Can I Access my Records?
Yes. If you require access to your patient records or treatment notes please request this via letter or email and allow us 30 days to process your request. If you require us to correct or change your personal information, please let us know at first opportunity.
Where are my Records Stored?
Records may be stored in several ways, but the vast majority are stored electronically on our practice management system Cliniko. Cliniko stores its data with AES-256 encryption in secure datacentre facilities and the two-factor authentication required by practitioners to log into their account provides an extra layer of data security. Patient files are regularly backed up onto our own servers, again under AES-256 encryption and requiring two-factor authentication. Some information may be stored securely in a hard-copy format such as pre-consultation paperwork, X-Rays, CTs, etc. In some cases, we may hold on to paperwork until it can be uploaded to the more secure electronic format. Once uploaded, we will either return the document to the patient or destroy it (usually in our paper shredder) as necessary. For more information on electronic data retention and security please visit Cliniko’s Security Page.
What About my Consent?
When you arrive at the clinic for your first consultation, we require your consent before commencing with your treatment. Practitioners and practice staff require access to your information in order to provide you with the best possible healthcare. Please note that you can withdraw your consent at any given time. Doing so however may impact on our ability to provide you with treatment, or to provide you with access to third-party payment contributions.

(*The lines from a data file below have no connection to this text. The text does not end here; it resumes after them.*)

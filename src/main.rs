mod app;
mod auth;
mod config;
mod error;
mod profile;
mod state;
mod users;

#[tokio::main]
async fn main() -> anyhow::Result<()> {
    dotenvy::dotenv().ok();

    let env_filter = std::env::var("RUST_LOG")
        .unwrap_or_else(|_| "linkpage=debug,axum=info,tower_http=info".to_string());
    let json_logs = std::env::var("LOG_FORMAT")
        .map(|v| v == "json")
        .unwrap_or(false);

    if json_logs {
        tracing_subscriber::fmt()
            .with_env_filter(env_filter)
            .with_target(false)
            .json()
            .init();
    } else {
        tracing_subscriber::fmt().with_env_filter(env_filter).init();
    }

    let app_state = state::AppState::init().await?;

    if let Err(e) = sqlx::migrate!("./migrations").run(&app_state.db).await {
        tracing::warn!(error = %e, "migration failed; continuing");
    }

    let app = app::build_app(app_state);
    app::serve(app).await
}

We strongly urge patients to provide accurate and fully inclusive information to their healthcare provider as the advice, recommendations and treatment plan is based on this information. Non-disclosure of relevant information may increase the risk of adverse treatment outcomes and may also reduce the effectiveness of treatment received. We request that all patients update their practitioners on any changes to personal information, medial conditions or health concerns as they arise.